**SOURCE DATA**
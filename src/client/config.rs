//! Client configuration.

use std::sync::Arc;
use std::time::Duration;

use thiserror::Error;
use url::Url;

use super::network::NetworkConfig;
use super::retry::RetryConfig;

/// Default IPTU API base URL, including the versioned prefix.
pub const DEFAULT_BASE_URL: &str = "https://iptuapi.com.br/api/v1";
pub const DEFAULT_TIMEOUT: Duration = Duration::from_secs(30);
/// Longest accepted timeout.
pub const MAX_TIMEOUT: Duration = Duration::from_secs(24 * 60 * 60);
pub const USER_AGENT: &str = concat!("iptuapi-rust/", env!("CARGO_PKG_VERSION"));

pub const ENV_API_KEY: &str = "IPTU_API_KEY";
pub const ENV_BASE_URL: &str = "IPTU_API_BASE_URL";
pub const ENV_TIMEOUT: &str = "IPTU_API_TIMEOUT";
pub const ENV_MAX_RETRIES: &str = "IPTU_API_MAX_RETRIES";

/// Errors raised while building a client.
#[derive(Debug, Error)]
pub enum ConfigError {
    #[error("Invalid value for {key}: {message}")]
    InvalidValue { key: String, message: String },

    #[error("Missing environment variable: {key}")]
    MissingEnv { key: String },

    #[error("Failed to build HTTP transport: {0}")]
    Transport(#[from] reqwest::Error),
}

impl ConfigError {
    pub(crate) fn invalid(key: impl Into<String>, message: impl Into<String>) -> Self {
        Self::InvalidValue {
            key: key.into(),
            message: message.into(),
        }
    }
}

/// What the configured timeout bounds.
#[derive(Clone, Copy, Debug, Default, PartialEq, Eq)]
pub enum TimeoutScope {
    /// The whole call, every attempt and backoff sleep included.
    #[default]
    Call,
    /// Each attempt separately; backoff sleeps are not counted.
    Attempt,
}

/// Client configuration. Immutable once the client is built.
#[derive(Clone, Debug)]
pub struct ClientConfig {
    pub base_url: String,
    pub timeout: Duration,
    pub timeout_scope: TimeoutScope,
    pub retry: Arc<RetryConfig>,
    pub network: NetworkConfig,
    pub user_agent: String,
    /// Diagnostic sink for this client's calls; the global subscriber when unset.
    pub dispatch: Option<tracing::Dispatch>,
}

impl Default for ClientConfig {
    fn default() -> Self {
        Self {
            base_url: DEFAULT_BASE_URL.to_string(),
            timeout: DEFAULT_TIMEOUT,
            timeout_scope: TimeoutScope::default(),
            retry: Arc::new(RetryConfig::default()),
            network: NetworkConfig::default(),
            user_agent: USER_AGENT.to_string(),
            dispatch: None,
        }
    }
}

impl ClientConfig {
    pub fn new() -> Self {
        Self::default()
    }

    /// Defaults overridden by `IPTU_API_BASE_URL`, `IPTU_API_TIMEOUT` (seconds)
    /// and `IPTU_API_MAX_RETRIES`, with proxies from the standard variables.
    pub fn from_env() -> Result<Self, ConfigError> {
        let mut config = Self {
            network: NetworkConfig::from_env(),
            ..Self::default()
        };

        if let Some(url) = env_var(ENV_BASE_URL) {
            config.base_url = url;
        }
        if let Some(raw) = env_var(ENV_TIMEOUT) {
            let secs: f64 = raw.parse().map_err(|_| {
                ConfigError::invalid(ENV_TIMEOUT, format!("'{raw}' is not a number"))
            })?;
            config.timeout = super::headers::seconds(secs).ok_or_else(|| {
                ConfigError::invalid(ENV_TIMEOUT, "must be a positive number of seconds")
            })?;
        }
        if let Some(raw) = env_var(ENV_MAX_RETRIES) {
            let max_retries: u32 = raw.parse().map_err(|_| {
                ConfigError::invalid(ENV_MAX_RETRIES, format!("'{raw}' is not a retry count"))
            })?;
            let retry = RetryConfig::clone(&config.retry).with_max_retries(max_retries);
            config.retry = Arc::new(retry);
        }

        Ok(config)
    }

    pub fn with_base_url(mut self, url: impl Into<String>) -> Self {
        self.base_url = url.into();
        self
    }

    pub fn with_timeout(mut self, timeout: Duration) -> Self {
        self.timeout = timeout;
        self
    }

    pub fn with_timeout_scope(mut self, scope: TimeoutScope) -> Self {
        self.timeout_scope = scope;
        self
    }

    pub fn with_retry(mut self, retry: RetryConfig) -> Self {
        self.retry = Arc::new(retry);
        self
    }

    pub fn with_network(mut self, network: NetworkConfig) -> Self {
        self.network = network;
        self
    }

    pub fn with_user_agent(mut self, user_agent: impl Into<String>) -> Self {
        self.user_agent = user_agent.into();
        self
    }

    pub fn with_dispatch(mut self, dispatch: impl Into<tracing::Dispatch>) -> Self {
        self.dispatch = Some(dispatch.into());
        self
    }

    /// Checks every setting and returns the parsed base URL.
    pub fn validate(&self) -> Result<Url, ConfigError> {
        let url = Url::parse(&self.base_url)
            .map_err(|e| ConfigError::invalid("base_url", format!("'{}': {e}", self.base_url)))?;
        if !matches!(url.scheme(), "http" | "https") {
            return Err(ConfigError::invalid(
                "base_url",
                format!("unsupported scheme '{}'", url.scheme()),
            ));
        }
        if url.cannot_be_a_base() {
            return Err(ConfigError::invalid("base_url", "must be an absolute URL"));
        }
        if self.timeout.is_zero() {
            return Err(ConfigError::invalid("timeout", "must be greater than zero"));
        }
        if self.timeout > MAX_TIMEOUT {
            return Err(ConfigError::invalid(
                "timeout",
                format!("{:?} exceeds the {:?} ceiling", self.timeout, MAX_TIMEOUT),
            ));
        }
        self.retry.validate()?;
        Ok(url)
    }
}

fn env_var(key: &str) -> Option<String> {
    std::env::var(key)
        .ok()
        .map(|v| v.trim().to_string())
        .filter(|v| !v.is_empty())
}

pub(crate) fn api_key_from_env() -> Result<String, ConfigError> {
    env_var(ENV_API_KEY).ok_or_else(|| ConfigError::MissingEnv {
        key: ENV_API_KEY.to_string(),
    })
}

#[cfg(test)]
mod tests {
    use super::*;

    #[test]
    fn test_defaults() {
        let config = ClientConfig::default();
        assert_eq!(config.base_url, "https://iptuapi.com.br/api/v1");
        assert_eq!(config.timeout, Duration::from_secs(30));
        assert_eq!(config.timeout_scope, TimeoutScope::Call);
        assert_eq!(config.retry.max_retries, 3);
        assert!(config.user_agent.starts_with("iptuapi-rust/"));
        assert!(config.validate().is_ok());
    }

    #[test]
    fn test_validate_rejects_bad_base_url() {
        for url in ["not a url", "ftp://iptuapi.com.br", "mailto:dev@iptuapi.com.br"] {
            let err = ClientConfig::new().with_base_url(url).validate().unwrap_err();
            assert!(
                matches!(err, ConfigError::InvalidValue { ref key, .. } if key == "base_url"),
                "{url}: {err}"
            );
        }
    }

    #[test]
    fn test_validate_rejects_zero_timeout() {
        let err = ClientConfig::new()
            .with_timeout(Duration::ZERO)
            .validate()
            .unwrap_err();
        assert!(err.to_string().contains("timeout"));
    }

    #[test]
    fn test_validate_rejects_oversized_timeout() {
        for timeout in [Duration::MAX, MAX_TIMEOUT + Duration::from_secs(1)] {
            let err = ClientConfig::new()
                .with_timeout(timeout)
                .validate()
                .unwrap_err();
            assert!(
                matches!(err, ConfigError::InvalidValue { ref key, .. } if key == "timeout"),
                "{timeout:?}: {err}"
            );
        }
        assert!(ClientConfig::new().with_timeout(MAX_TIMEOUT).validate().is_ok());
    }

    // The only test touching IPTU_* variables.
    #[test]
    fn test_from_env() {
        // SAFETY: no other test reads or writes these variables.
        unsafe {
            std::env::remove_var(ENV_API_KEY);
            std::env::set_var(ENV_BASE_URL, "http://localhost:9000/api/v1");
            std::env::set_var(ENV_TIMEOUT, "2.5");
            std::env::set_var(ENV_MAX_RETRIES, "5");
        }

        assert!(matches!(
            api_key_from_env().unwrap_err(),
            ConfigError::MissingEnv { ref key } if key == ENV_API_KEY
        ));
        let config = ClientConfig::from_env().unwrap();
        assert_eq!(config.base_url, "http://localhost:9000/api/v1");
        assert_eq!(config.timeout, Duration::from_millis(2500));
        assert_eq!(config.retry.max_retries, 5);

        unsafe {
            std::env::set_var(ENV_API_KEY, "env-key");
            std::env::set_var(ENV_TIMEOUT, "soon");
        }
        assert_eq!(api_key_from_env().unwrap(), "env-key");
        assert!(ClientConfig::from_env().is_err());

        unsafe {
            std::env::set_var(ENV_TIMEOUT, "1e300");
        }
        assert!(matches!(
            ClientConfig::from_env().unwrap_err(),
            ConfigError::InvalidValue { ref key, .. } if key == ENV_TIMEOUT
        ));

        unsafe {
            for key in [ENV_API_KEY, ENV_BASE_URL, ENV_TIMEOUT, ENV_MAX_RETRIES] {
                std::env::remove_var(key);
            }
        }
    }

    #[test]
    fn test_validate_checks_retry_config() {
        let err = ClientConfig::new()
            .with_retry(RetryConfig::default().with_backoff_factor(0.5))
            .validate()
            .unwrap_err();
        assert!(err.to_string().contains("backoff_factor"));
    }
}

**TASK PROMPT**
Your response should contain each line of the listing in which the word "enum" occurs.

**SOLUTION FOR THIS PROBLEM**
pub enum ConfigError {
pub enum TimeoutScope {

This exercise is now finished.